The Bode portrays not only the countries in which bicycle races are ridden but also the sweaty bodies of participants, the nasty falls and the release of emotions at the finish. These images of the races are alike all over the world and are clearly characteristic of the cycling sport, but have in this particular case been made at various unknown locations with anonymous leading men.

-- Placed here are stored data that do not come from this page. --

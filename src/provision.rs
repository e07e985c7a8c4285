//! Bridge from typed operations to the provisioning routine on the backend.
//!
//! The business logic of each operation (menu navigation, FileMan edits, the
//! signature handshake) lives in an M routine installed on the instance; this
//! module only renders the call and interprets how the session finished.
use crate::operation::Operation;
use crate::session::mumps::MumpsSession;
use crate::session::Completion;
use anyhow::{anyhow, Context, Result};
use std::path::Path;

/// Default name of the M routine holding the provisioning entry points.
pub const DEFAULT_ROUTINE: &str = "ZVSETUP";

/// Performs one provisioning operation on a live session.
///
/// Returning `Ok` for a halt-inducing operation means it succeeded; the
/// session may be unusable afterwards and must not be handed back.
pub trait Provisioner<S> {
    fn perform(&mut self, session: &mut S, operation: &Operation) -> Result<()>;
}

/// Calls `LABEL^ROUTINE(args)` for each operation.
#[derive(Debug, Clone)]
pub struct RoutineProvisioner {
    routine: String,
}

impl RoutineProvisioner {
    pub fn new(routine: impl Into<String>) -> Result<Self> {
        let routine = routine.into();
        if !is_routine_name(&routine) {
            return Err(anyhow!("invalid M routine name {routine:?}"));
        }
        Ok(Self { routine })
    }

    /// Render the direct-mode command for an operation.
    pub fn command_for(&self, operation: &Operation) -> Result<String> {
        let (label, args) = entry_point(operation)?;
        let call = format!("{label}^{}", self.routine);
        if args.is_empty() {
            return Ok(format!("D {call}"));
        }
        let rendered = args
            .iter()
            .map(|arg| m_string(arg))
            .collect::<Result<Vec<_>>>()?;
        Ok(format!("D {call}({})", rendered.join(",")))
    }
}

impl Provisioner<MumpsSession> for RoutineProvisioner {
    fn perform(&mut self, session: &mut MumpsSession, operation: &Operation) -> Result<()> {
        let command = self.command_for(operation)?;
        let completion = session
            .execute(&command, operation.name())
            .with_context(|| format!("run {operation}"))?;
        match completion {
            Completion::Returned => Ok(()),
            Completion::Halted if operation.halts_session() => Ok(()),
            Completion::Halted => Err(anyhow!("session halted unexpectedly during {operation}")),
        }
    }
}

fn entry_point(operation: &Operation) -> Result<(&'static str, Vec<String>)> {
    let entry = match operation {
        Operation::AddSystemManager => ("SYSMGR", Vec::new()),
        Operation::SeedStrepTest => ("STREP", Vec::new()),
        Operation::SignOn { access, verify } => (
            "SIGNON",
            vec![access.expose().to_string(), verify.expose().to_string()],
        ),
        Operation::AddUser(account) => (
            "ADDUSER",
            vec![
                account.role.as_str().to_ascii_uppercase(),
                account.name.clone(),
                account.initials.clone(),
                account.ssn.clone(),
                account.sex.code().to_string(),
                account.access.expose().to_string(),
                account.verify.expose().to_string(),
            ],
        ),
        Operation::CreateOrderMenu => ("ORDMENU", Vec::new()),
        Operation::GrantAllergiesPermission => ("ALLERGY", Vec::new()),
        Operation::GrantTemplatePermission { initials } => ("TEMPLATE", vec![initials.clone()]),
        Operation::CreateClinic(clinic) => (
            "CLINIC",
            vec![
                clinic.name.clone(),
                clinic.abbreviation.clone(),
                clinic.kind.clone(),
            ],
        ),
        Operation::SetupElectronicSignature(setup) => (
            "ESIG",
            vec![
                setup.access.expose().to_string(),
                setup.verify.expose().to_string(),
                setup.new_verify.expose().to_string(),
                setup.signature.expose().to_string(),
            ],
        ),
        Operation::RegisterPatients { data_file } => {
            ("PATIENTS", vec![absolute_display(data_file)?])
        }
    };
    Ok(entry)
}

fn absolute_display(path: &Path) -> Result<String> {
    let absolute = if path.is_absolute() {
        path.to_path_buf()
    } else {
        std::env::current_dir()
            .context("resolve current directory")?
            .join(path)
    };
    absolute
        .to_str()
        .map(str::to_string)
        .ok_or_else(|| anyhow!("path is not valid UTF-8: {}", absolute.display()))
}

/// Quote a value as an M string literal.
fn m_string(value: &str) -> Result<String> {
    if value.chars().any(char::is_control) {
        return Err(anyhow!("argument contains control characters: {value:?}"));
    }
    Ok(format!("\"{}\"", value.replace('"', "\"\"")))
}

fn is_routine_name(name: &str) -> bool {
    let mut chars = name.chars();
    let Some(first) = chars.next() else {
        return false;
    };
    (first == '%' || first.is_ascii_alphabetic())
        && chars.all(|ch| ch.is_ascii_alphanumeric())
        && name.len() <= 31
}

#[cfg(test)]
mod tests {
    use super::*;
    use crate::operation::{Clinic, Secret, SignatureSetup};
    use crate::roster;
    use std::path::PathBuf;

    fn provisioner() -> RoutineProvisioner {
        RoutineProvisioner::new(DEFAULT_ROUTINE).expect("routine")
    }

    #[test]
    fn argumentless_operations_render_plain_do() {
        let provisioner = provisioner();
        assert_eq!(
            provisioner
                .command_for(&Operation::AddSystemManager)
                .expect("render"),
            "D SYSMGR^ZVSETUP"
        );
        assert_eq!(
            provisioner
                .command_for(&Operation::CreateOrderMenu)
                .expect("render"),
            "D ORDMENU^ZVSETUP"
        );
    }

    #[test]
    fn add_user_passes_role_identity_and_credentials() {
        let account = roster::accounts().remove(0);
        let command = provisioner()
            .command_for(&Operation::AddUser(account))
            .expect("render");
        assert_eq!(
            command,
            r#"D ADDUSER^ZVSETUP("DOCTOR","ALEXANDER,ROBERT","RA","000000029","M","fakedoc1","2Doc!@#$")"#
        );
    }

    #[test]
    fn clinic_and_signature_render_their_parameters() {
        let provisioner = provisioner();
        let clinic = Operation::CreateClinic(Clinic {
            name: "VISTA HEALTH CARE".to_string(),
            abbreviation: "VHC".to_string(),
            kind: "M".to_string(),
        });
        assert_eq!(
            provisioner.command_for(&clinic).expect("render"),
            r#"D CLINIC^ZVSETUP("VISTA HEALTH CARE","VHC","M")"#
        );

        let signature = Operation::SetupElectronicSignature(SignatureSetup {
            access: Secret::new("fakenurse1"),
            verify: Secret::new("2Nur!@#$"),
            new_verify: Secret::new("1Nur!@#$"),
            signature: Secret::new("MARYS123"),
        });
        assert_eq!(
            provisioner.command_for(&signature).expect("render"),
            r#"D ESIG^ZVSETUP("fakenurse1","2Nur!@#$","1Nur!@#$","MARYS123")"#
        );
    }

    #[test]
    fn quotes_are_doubled_and_control_characters_rejected() {
        let provisioner = provisioner();
        let quoted = Operation::GrantTemplatePermission {
            initials: "M\"S".to_string(),
        };
        assert_eq!(
            provisioner.command_for(&quoted).expect("render"),
            r#"D TEMPLATE^ZVSETUP("M""S")"#
        );

        let broken = Operation::GrantTemplatePermission {
            initials: "MS\nH".to_string(),
        };
        assert!(provisioner.command_for(&broken).is_err());
    }

    #[test]
    fn patient_data_path_is_made_absolute() {
        let op = Operation::RegisterPatients {
            data_file: PathBuf::from("/srv/data/patdata0.csv"),
        };
        assert_eq!(
            provisioner().command_for(&op).expect("render"),
            r#"D PATIENTS^ZVSETUP("/srv/data/patdata0.csv")"#
        );

        let relative = Operation::RegisterPatients {
            data_file: PathBuf::from("dataFiles/patdata0.csv"),
        };
        let command = provisioner().command_for(&relative).expect("render");
        let cwd = std::env::current_dir().expect("cwd");
        assert!(
            command.contains(&cwd.join("dataFiles/patdata0.csv").display().to_string()),
            "{command}"
        );
    }

    #[test]
    fn routine_names_are_validated() {
        assert!(RoutineProvisioner::new("ZVSETUP").is_ok());
        assert!(RoutineProvisioner::new("%ZVS").is_ok());
        assert!(RoutineProvisioner::new("").is_err());
        assert!(RoutineProvisioner::new("ZV SETUP").is_err());
        assert!(RoutineProvisioner::new("9ZV").is_err());
    }
}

Exceptional Cycling Photography
Chris de Bode is not a prototypical photographer of cycling events. His camera is usually not aimed at the finish, the break away group or the peloton, but instead at the spectators on the sides of the road and in the neighbourhood of the track. In Colombia cyclists cross stern police officers and a military tank that simply stands there, ready and waiting. In Cuba gymnasts are lined up in a geometrical figure, waving their flags in an overcrowded stadium to welcome the sportsmen. In Senegal the participants race by, passing extremely beautiful natural landscapes on their way. In Qatar cyclists dash through the dust of the desert while being watched by a group of women wearing burkas. Only very rarely it is the case that the sportsmen themselves are the main subjects of De Bode's photographs. He takes their picture right before or after the race, while they kneel down praying in church or perspire vehemently when they are finally able to sit down next to their bicycles after the race.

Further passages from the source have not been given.